Appetite Alert 

And you thought last year was good for Richmond restaurants. Here's what's being served in 2014.

click to enlarge The samurai cowboy — a flatiron steak on blue cheese mashed potatoes with baby bok choy — is the first dish to hit the bar at Supper, about to open beside Lunch cafe on Summit Ave.

Scott Elmquist

The samurai cowboy — a flatiron steak on blue cheese mashed potatoes with baby bok choy — is the first dish to hit the bar at Supper, about to open beside Lunch cafe on Summit Ave.

(Read our 2013 Food Roundup here.)

Some two dozen restaurants are about to open in Richmond, with more lurking as deals get finalized in certain hot neighborhoods. So in 2014, diners again will be forced to choose what, where and when they'll partake from an array of options. Here are some starters:

Supper: "Decadence is how to describe my food," says Rick Lyons, a longtime Richmond restaurant figure who's adding on to his Lunch space with Supper early this quarter. The red building adjacent to his Scott's Addition diner used to be headquarters for the late Sergeant Santa. Now it's gained a long bar, big kitchen and seats for 40 guests — a relief to diners who arrive earlier and earlier in the day to snag tables in the tiny Lunch storefront.

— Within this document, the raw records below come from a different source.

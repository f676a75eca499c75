//! Where a run's debug messages go.
//!
//! The driver formats each message once and hands it to a [`LogSink`].
//! Closures taking `&str` are sinks, so tests can collect messages into a
//! `Vec<String>`; [`LogCrateSink`] forwards to the `log` facade.

/// Receives one formatted debug message at a time.
pub trait LogSink {
    fn log(&mut self, message: &str);
}

impl<F> LogSink for F
where
    F: FnMut(&str),
{
    fn log(&mut self, message: &str) {
        self(message)
    }
}

/// Forwards every message to `log::debug!` under the `surfer_core` target.
#[derive(Debug, Default, Clone, Copy)]
pub struct LogCrateSink;

impl LogSink for LogCrateSink {
    fn log(&mut self, message: &str) {
        log::debug!(target: "surfer_core", "{message}");
    }
}

/// Drops every message.
#[derive(Debug, Default, Clone, Copy)]
pub struct NullSink;

impl LogSink for NullSink {
    fn log(&mut self, _message: &str) {}
}
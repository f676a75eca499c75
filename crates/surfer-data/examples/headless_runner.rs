//! Headless runner: loads every sample scenario, runs it twice, prints a
//! summary, and verifies determinism.
//!
//! Run with: `cargo run -p surfer-data --example headless_runner`

use std::path::Path;

use surfer_core::driver::run_with;
use surfer_core::rng::SimRng;
use surfer_data::load_scenario_dir;

const STAGES: [&str; 6] = ["solar", "battery", "sea", "drag", "thrust", "movement"];

fn main() {
    let scenarios_dir = Path::new(concat!(env!("CARGO_MANIFEST_DIR"), "/scenarios"));

    let scenarios = load_scenario_dir(scenarios_dir).expect("failed to load scenarios");
    println!("Scenarios: {}\n", scenarios.len());

    for scenario in &scenarios {
        let name = &scenario.name;
        let config = &scenario.config;
        println!("--- {name} ---");
        println!(
            "    {} -> {}, {} -> {}",
            config.loc_start,
            config.loc_end,
            config.date_start.to_rfc3339(),
            config.date_max.to_rfc3339(),
        );
        for (stage, model) in STAGES.iter().zip(scenario.pipeline.stage_names()) {
            println!("      {stage:>8}: {model}");
        }

        // Run 1
        let mut print_sink = |message: &str| println!("    | {message}");
        let run1 = run_with(
            config,
            &scenario.pipeline,
            &mut SimRng::new(scenario.seed),
            &mut print_sink,
        )
        .unwrap_or_else(|e| panic!("scenario '{name}' failed: {e}"));

        let hash1 = run1.state_hash();
        if let Some(last) = run1.last() {
            println!(
                "    After {} steps: at {}, {:.1} from start, {} storms, state hash = {hash1:#018x}",
                run1.len(),
                last.location,
                last.distance_from_start,
                run1.storm_count(),
            );
        }

        // Run 2 -- determinism check
        let run2 = run_with(
            config,
            &scenario.pipeline,
            &mut SimRng::new(scenario.seed),
            &mut |_: &str| {},
        )
        .unwrap_or_else(|e| panic!("scenario '{name}' failed (run 2): {e}"));
        let hash2 = run2.state_hash();

        if hash1 == hash2 {
            println!("    Determinism: PASS (hashes match)");
        } else {
            println!("    Determinism: FAIL! hash1={hash1:#018x} != hash2={hash2:#018x}");
            std::process::exit(1);
        }

        println!();
    }

    println!("All {} scenarios passed.", scenarios.len());
}
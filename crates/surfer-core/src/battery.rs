//! Battery state.
//!
//! [`PassThroughBattery`] has no storage: the bus sits at panel voltage. A
//! stateful charge/discharge model can replace it through [`BatteryModel`]
//! without touching the step pipeline; it receives the previous step and can
//! read the previous battery voltage from it.

use std::fmt::Debug;

use crate::error::SimError;
use crate::quantity::Quantity;
use crate::solar::SolarOutput;
use crate::step::StepContext;

/// Computes battery voltage for the step being built.
pub trait BatteryModel: Debug + Send + Sync {
    fn name(&self) -> &str;

    fn battery_voltage(
        &self,
        ctx: &StepContext<'_>,
        solar: &SolarOutput,
    ) -> Result<Quantity, SimError>;
}

/// Battery voltage equals solar voltage.
#[derive(Debug, Clone, Copy, Default, PartialEq, Eq)]
pub struct PassThroughBattery;

impl BatteryModel for PassThroughBattery {
    fn name(&self) -> &str {
        "pass_through"
    }

    fn battery_voltage(
        &self,
        _ctx: &StepContext<'_>,
        solar: &SolarOutput,
    ) -> Result<Quantity, SimError> {
        Ok(solar.voltage.clone())
    }
}

#[cfg(test)]
mod tests {
    use super::*;
    use crate::config::SimConfig;
    use crate::quantity::units;
    use crate::step::Step;
    use chrono::{TimeZone, Utc};

    #[test]
    fn voltage_passes_straight_through() {
        let config = SimConfig::starting_at(Utc.with_ymd_and_hms(2024, 6, 1, 0, 0, 0).unwrap());
        let previous = Step::origin(&config);
        let ctx = StepContext {
            step: 1,
            date: config.date_start,
            previous: &previous,
            config: &config,
        };
        let solar = SolarOutput {
            power: Quantity::new(60.0, units::WATT),
            voltage: Quantity::new(7.0, units::VOLT),
        };
        let v = PassThroughBattery.battery_voltage(&ctx, &solar).unwrap();
        assert_eq!(v, solar.voltage);
    }
}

Lyons does catering work, including some high-profile parties over the holidays, adding delay to the finish. The Supper build-out has "been a road," he says, "one disaster after another." But the project is coming together in a rustic style Lyons calls quaint and intimate, with intentions to be more creative with the food, now that there's room for more equipment. 1213 Summit Ave. 353-0111. lunchrva.com.

The Rogue Gentlemen: Patience is a virtue, whether or not owner John Maher and executive chef Aaron Hoskins are feeling it after their ultra-long Jackson Ward project. Maher broke his ankle just weeks before final inspections, and now expects the business to open by mid-January.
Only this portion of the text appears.